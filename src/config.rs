//! Connection profiles and debug settings.
//!
//! A profile can come from direct parameters, from a JSON file, or both;
//! values in the file take precedence.
//!
//! ```json
//! {
//!   "arcgis_url": "https://www.arcgis.com",
//!   "username": "cartographer",
//!   "password": "...",
//!   "debug": "basic",
//!   "full_debug_output_folder": "./debug"
//! }
//! ```

use crate::error::{Error, Result};
use crate::render::{to_json, JsonFormat};
use chrono::{Local, NaiveDate};
use log::{info, LevelFilter};
use serde::{Deserialize, Serialize};
use serde_json::Value;
use std::fmt;
use std::fs;
use std::path::{Path, PathBuf};

/// How much diagnostic output a run produces.
#[derive(Debug, Clone, Copy, Default, PartialEq, Eq, Serialize, Deserialize)]
#[serde(rename_all = "lowercase")]
pub enum DebugLevel {
    /// Progress messages only
    #[default]
    None,
    /// Stage summaries
    Basic,
    /// Per-element detail and a dump of the final tree
    Full,
}

impl DebugLevel {
    /// Log level filter matching this debug level.
    pub fn level_filter(self) -> LevelFilter {
        match self {
            DebugLevel::None => LevelFilter::Info,
            DebugLevel::Basic => LevelFilter::Debug,
            DebugLevel::Full => LevelFilter::Trace,
        }
    }

    /// Parse a level name, case-insensitively.
    pub fn parse(value: &str) -> Option<Self> {
        match value.trim().to_ascii_lowercase().as_str() {
            "none" | "" => Some(DebugLevel::None),
            "basic" => Some(DebugLevel::Basic),
            "full" => Some(DebugLevel::Full),
            _ => None,
        }
    }
}

/// Credentials and settings for one portal.
#[derive(Clone, PartialEq, Eq)]
pub struct ConnectionProfile {
    /// Portal URL
    pub url: String,
    /// Account name
    pub username: String,
    /// Account password
    pub password: String,
    /// Diagnostic output level
    pub debug: DebugLevel,
    /// Folder for full debug dumps
    pub debug_output_folder: Option<PathBuf>,
}

impl ConnectionProfile {
    /// Create a profile from credentials.
    pub fn new(
        url: impl Into<String>,
        username: impl Into<String>,
        password: impl Into<String>,
    ) -> Self {
        Self {
            url: url.into(),
            username: username.into(),
            password: password.into(),
            debug: DebugLevel::None,
            debug_output_folder: None,
        }
    }

    /// Set the debug level.
    pub fn with_debug(mut self, debug: DebugLevel) -> Self {
        self.debug = debug;
        self
    }

    /// Load a profile file; every field must be present.
    pub fn load(path: impl AsRef<Path>) -> Result<Self> {
        ProfileParams::default().resolve(Some(path.as_ref()))
    }

    /// Where a full debug dump of a story would be written, if enabled.
    pub fn debug_dump_path(&self, title: &str, date: NaiveDate) -> Option<PathBuf> {
        if self.debug != DebugLevel::Full {
            return None;
        }
        let folder = self
            .debug_output_folder
            .clone()
            .unwrap_or_else(|| PathBuf::from("."));
        Some(dump_path(&folder, title, date))
    }

    /// Write a story tree as pretty JSON when full debug output is on.
    pub fn write_debug_dump(&self, title: &str, tree: &Value) -> Result<Option<PathBuf>> {
        let Some(path) = self.debug_dump_path(title, Local::now().date_naive()) else {
            return Ok(None);
        };
        if let Some(parent) = path.parent() {
            fs::create_dir_all(parent)?;
        }
        fs::write(&path, to_json(tree, JsonFormat::Pretty)?)?;
        info!("Wrote debug dump to {}", path.display());
        Ok(Some(path))
    }
}

impl fmt::Debug for ConnectionProfile {
    fn fmt(&self, f: &mut fmt::Formatter<'_>) -> fmt::Result {
        f.debug_struct("ConnectionProfile")
            .field("url", &self.url)
            .field("username", &self.username)
            .field("password", &"********")
            .field("debug", &self.debug)
            .field("debug_output_folder", &self.debug_output_folder)
            .finish()
    }
}

/// Partially known connection parameters, as given on a command line or
/// read from a profile file.
#[derive(Debug, Clone, Default, PartialEq, Eq, Deserialize)]
pub struct ProfileParams {
    /// Portal URL
    #[serde(rename = "arcgis_url", alias = "url")]
    pub url: Option<String>,
    /// Account name
    pub username: Option<String>,
    /// Account password
    pub password: Option<String>,
    /// Debug level name
    pub debug: Option<String>,
    /// Folder for full debug dumps
    #[serde(rename = "full_debug_output_folder", alias = "debug_output_folder")]
    pub debug_output_folder: Option<PathBuf>,
}

impl ProfileParams {
    /// Read parameters from a JSON profile file.
    pub fn from_file(path: &Path) -> Result<Self> {
        let text = fs::read_to_string(path).map_err(|e| {
            Error::Config(format!("cannot read profile {}: {}", path.display(), e))
        })?;
        serde_json::from_str(&text)
            .map_err(|e| Error::Config(format!("invalid profile {}: {}", path.display(), e)))
    }

    /// Fill fields from `other` where it has a value.
    pub fn override_with(mut self, other: ProfileParams) -> Self {
        self.url = other.url.or(self.url);
        self.username = other.username.or(self.username);
        self.password = other.password.or(self.password);
        self.debug = other.debug.or(self.debug);
        self.debug_output_folder = other.debug_output_folder.or(self.debug_output_folder);
        self
    }

    /// Merge with an optional profile file and check completeness.
    pub fn resolve(self, file: Option<&Path>) -> Result<ConnectionProfile> {
        let params = match file {
            Some(path) => self.override_with(ProfileParams::from_file(path)?),
            None => self,
        };

        let present = |v: &Option<String>| v.as_deref().map_or(false, |s| !s.trim().is_empty());
        let missing: Vec<&str> = [
            ("url", present(&params.url)),
            ("username", present(&params.username)),
            ("password", present(&params.password)),
        ]
        .into_iter()
        .filter(|(_, ok)| !ok)
        .map(|(name, _)| name)
        .collect();
        if !missing.is_empty() {
            return Err(Error::Config(format!(
                "missing connection parameters: {}",
                missing.join(", ")
            )));
        }

        let debug = match params.debug.as_deref() {
            None => DebugLevel::None,
            Some(name) => DebugLevel::parse(name).ok_or_else(|| {
                Error::Config(format!(
                    "unknown debug level '{}' (expected none, basic or full)",
                    name
                ))
            })?,
        };

        Ok(ConnectionProfile {
            url: params.url.unwrap_or_default(),
            username: params.username.unwrap_or_default(),
            password: params.password.unwrap_or_default(),
            debug,
            debug_output_folder: params.debug_output_folder,
        })
    }
}

/// Keep ASCII alphanumerics, `-` and `_`; everything else becomes `_`.
pub fn safe_title(title: &str) -> String {
    let safe: String = title
        .trim()
        .chars()
        .map(|c| {
            if c.is_ascii_alphanumeric() || c == '-' || c == '_' {
                c
            } else {
                '_'
            }
        })
        .collect();
    if safe.is_empty() {
        "story".to_string()
    } else {
        safe
    }
}

/// `{folder}/{safe_title}_{YYYYMMDD}.json`, with a numeric suffix when the
/// file already exists.
pub fn dump_path(folder: &Path, title: &str, date: NaiveDate) -> PathBuf {
    let stem = format!("{}_{}", safe_title(title), date.format("%Y%m%d"));
    let mut path = folder.join(format!("{}.json", stem));
    let mut n = 1;
    while path.exists() {
        path = folder.join(format!("{}_{}.json", stem, n));
        n += 1;
    }
    path
}
//! Parsing options and configuration.

/// Options for reading DOCX packages.
#[derive(Debug, Clone)]
pub struct ParseOptions {
    /// Error handling mode for optional package parts
    pub error_mode: ErrorMode,

    /// Whether to load image payloads
    pub extract_resources: bool,

    /// Largest image payload to load in MB (0 = unlimited)
    pub memory_limit_mb: u32,
}

impl ParseOptions {
    /// Create new parse options with defaults.
    pub fn new() -> Self {
        Self::default()
    }

    /// Set error mode.
    pub fn with_error_mode(mut self, mode: ErrorMode) -> Self {
        self.error_mode = mode;
        self
    }

    /// Enable lenient mode (ignore malformed optional parts).
    pub fn lenient(mut self) -> Self {
        self.error_mode = ErrorMode::Lenient;
        self
    }

    /// Set the per-image size limit in MB.
    pub fn with_memory_limit(mut self, mb: u32) -> Self {
        self.memory_limit_mb = mb;
        self
    }

    /// Enable or disable image payload loading.
    pub fn with_resources(mut self, extract: bool) -> Self {
        self.extract_resources = extract;
        self
    }

    /// Skip image payloads entirely.
    pub fn text_only(mut self) -> Self {
        self.extract_resources = false;
        self
    }

    /// Size limit in bytes, if any.
    pub(crate) fn resource_limit_bytes(&self) -> Option<u64> {
        if self.memory_limit_mb == 0 {
            None
        } else {
            Some(u64::from(self.memory_limit_mb) * 1024 * 1024)
        }
    }
}

impl Default for ParseOptions {
    fn default() -> Self {
        Self {
            error_mode: ErrorMode::Strict,
            extract_resources: true,
            memory_limit_mb: 0,
        }
    }
}

/// Error handling mode during parsing.
///
/// The main document part is always required; the mode decides what happens
/// when styles, numbering, relationships or core properties are malformed.
#[derive(Debug, Clone, Copy, PartialEq, Eq, Default)]
pub enum ErrorMode {
    /// Fail on any malformed part
    #[default]
    Strict,
    /// Log and continue without the malformed part
    Lenient,
}
//! Error and warning types for the conversion pipeline.
//!
//! Fatal conditions are [`Error`] values and stop the pipeline at the step
//! where they occur. Non-fatal conditions are [`Warning`] values; they are
//! logged when raised and collected into the run result.

use serde::Serialize;
use std::fmt;
use std::io;
use thiserror::Error;

/// Result type alias for docx-storymap operations.
pub type Result<T> = std::result::Result<T, Error>;

/// Fatal errors that can occur while converting or publishing.
#[derive(Error, Debug)]
pub enum Error {
    /// I/O error when reading or writing files.
    #[error("I/O error: {0}")]
    Io(#[from] io::Error),

    /// The file format is not recognized as DOCX.
    #[error("Unknown file format: not a DOCX or HTML document")]
    UnknownFormat,

    /// Error interpreting the DOCX structure.
    #[error("DOCX parsing error: {0}")]
    DocxParse(String),

    /// A required package part is missing.
    #[error("Missing package part: {0}")]
    MissingPart(String),

    /// Malformed XML inside a package part.
    #[error("XML error: {0}")]
    Xml(String),

    /// The ZIP container could not be read.
    #[error("ZIP error: {0}")]
    Zip(String),

    /// Error while producing the storymap tree or its JSON text.
    #[error("Rendering error: {0}")]
    Render(String),

    /// Invalid or incomplete connection configuration.
    #[error("Configuration error: {0}")]
    Config(String),

    /// The tree retrieved from the remote store does not line up with the
    /// placeholder table built locally.
    #[error("Structural mismatch: {0}")]
    StructuralMismatch(MismatchReport),

    /// A remote operation failed.
    #[error("Remote call failed during {step}: {message}")]
    RemoteCall {
        /// The protocol step that failed
        step: RemoteStep,
        /// Failure description
        message: String,
    },

    /// A step after item creation failed; the item still holds placeholder
    /// text and may need to be removed.
    #[error("{source} (item {item_id} was left with placeholder text)")]
    ResidualItem {
        /// Id of the item created before the failure
        item_id: String,
        /// The failure itself
        source: Box<Error>,
    },

    /// Generic error with message.
    #[error("{0}")]
    Other(String),
}

impl Error {
    /// Build a remote-call error for the given step.
    pub fn remote(step: RemoteStep, message: impl Into<String>) -> Self {
        Error::RemoteCall {
            step,
            message: message.into(),
        }
    }

    /// Attach the id of an item left behind by a failed publish.
    pub fn with_residual_item(self, item_id: impl Into<String>) -> Self {
        Error::ResidualItem {
            item_id: item_id.into(),
            source: Box::new(self),
        }
    }

    /// The failing remote step, if this is a remote-call error.
    pub fn remote_step(&self) -> Option<RemoteStep> {
        match self {
            Error::RemoteCall { step, .. } => Some(*step),
            Error::ResidualItem { source, .. } => source.remote_step(),
            _ => None,
        }
    }

    /// The mismatch report, if substitution was refused.
    pub fn mismatch(&self) -> Option<&MismatchReport> {
        match self {
            Error::StructuralMismatch(report) => Some(report),
            Error::ResidualItem { source, .. } => source.mismatch(),
            _ => None,
        }
    }

    /// Id of an item created before the failure, if any.
    pub fn residual_item(&self) -> Option<&str> {
        match self {
            Error::ResidualItem { item_id, .. } => Some(item_id),
            _ => None,
        }
    }
}

impl From<zip::result::ZipError> for Error {
    fn from(err: zip::result::ZipError) -> Self {
        match err {
            zip::result::ZipError::Io(e) => Error::Io(e),
            zip::result::ZipError::InvalidArchive(_) => Error::UnknownFormat,
            _ => Error::Zip(err.to_string()),
        }
    }
}

impl From<roxmltree::Error> for Error {
    fn from(err: roxmltree::Error) -> Self {
        Error::Xml(err.to_string())
    }
}

/// Remote operations of the publish protocol.
#[derive(Debug, Clone, Copy, PartialEq, Eq, Serialize)]
#[serde(rename_all = "snake_case")]
pub enum RemoteStep {
    /// Token exchange with the portal
    Authenticate,
    /// Item creation with the placeholder tree
    CreateItem,
    /// Retrieval of the stored tree
    GetItemJson,
    /// Upload of the substituted tree
    UpdateItemJson,
    /// Upload of an image binary
    UploadAsset,
}

impl fmt::Display for RemoteStep {
    fn fmt(&self, f: &mut fmt::Formatter<'_>) -> fmt::Result {
        let name = match self {
            RemoteStep::Authenticate => "authenticate",
            RemoteStep::CreateItem => "create item",
            RemoteStep::GetItemJson => "get item JSON",
            RemoteStep::UpdateItemJson => "update item JSON",
            RemoteStep::UploadAsset => "upload asset",
        };
        f.write_str(name)
    }
}

/// Everything that did not line up during a placeholder walk.
#[derive(Debug, Clone, Default, PartialEq, Eq, Serialize)]
pub struct MismatchReport {
    /// Tokens from the table that were not found in the tree
    pub missing: Vec<String>,
    /// Tokens found more than once
    pub duplicated: Vec<String>,
    /// Placeholder-shaped values that are not in the table
    pub unknown: Vec<String>,
}

impl MismatchReport {
    /// Check whether the walk found nothing wrong.
    pub fn is_clean(&self) -> bool {
        self.missing.is_empty() && self.duplicated.is_empty() && self.unknown.is_empty()
    }
}

impl fmt::Display for MismatchReport {
    fn fmt(&self, f: &mut fmt::Formatter<'_>) -> fmt::Result {
        let mut parts = Vec::new();
        if !self.missing.is_empty() {
            parts.push(format!("missing [{}]", self.missing.join(", ")));
        }
        if !self.duplicated.is_empty() {
            parts.push(format!("duplicated [{}]", self.duplicated.join(", ")));
        }
        if !self.unknown.is_empty() {
            parts.push(format!("unknown [{}]", self.unknown.join(", ")));
        }
        if parts.is_empty() {
            f.write_str("no differences")
        } else {
            f.write_str(&parts.join("; "))
        }
    }
}

/// Non-fatal conditions collected during a run.
#[derive(Error, Debug, Clone, PartialEq, Eq, Serialize)]
#[serde(tag = "kind", rename_all = "snake_case")]
pub enum Warning {
    /// An image payload could not be extracted; the image is omitted.
    #[error("Image {reference} skipped: {reason}")]
    AssetResolution {
        /// Relationship id or anchor name
        reference: String,
        /// Why the payload was unavailable
        reason: String,
    },

    /// A paragraph style outside the recognized set, treated as normal.
    #[error("Unsupported paragraph style '{style}', treated as normal text")]
    UnsupportedStyle {
        /// The style name as authored
        style: String,
    },

    /// A directly submitted item field contains characters the local code
    /// page cannot represent.
    #[error("Item {field} contains characters outside the local code page: {characters}")]
    EncodingBypassRisk {
        /// Which item field
        field: String,
        /// The offending characters
        characters: String,
    },
}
+ + + + + + +
The task:
Copy each line above that has the word "table".

Written reply:
    /// placeholder table built locally.
    /// Tokens from the table that were not found in the tree
    /// Placeholder-shaped values that are not in the table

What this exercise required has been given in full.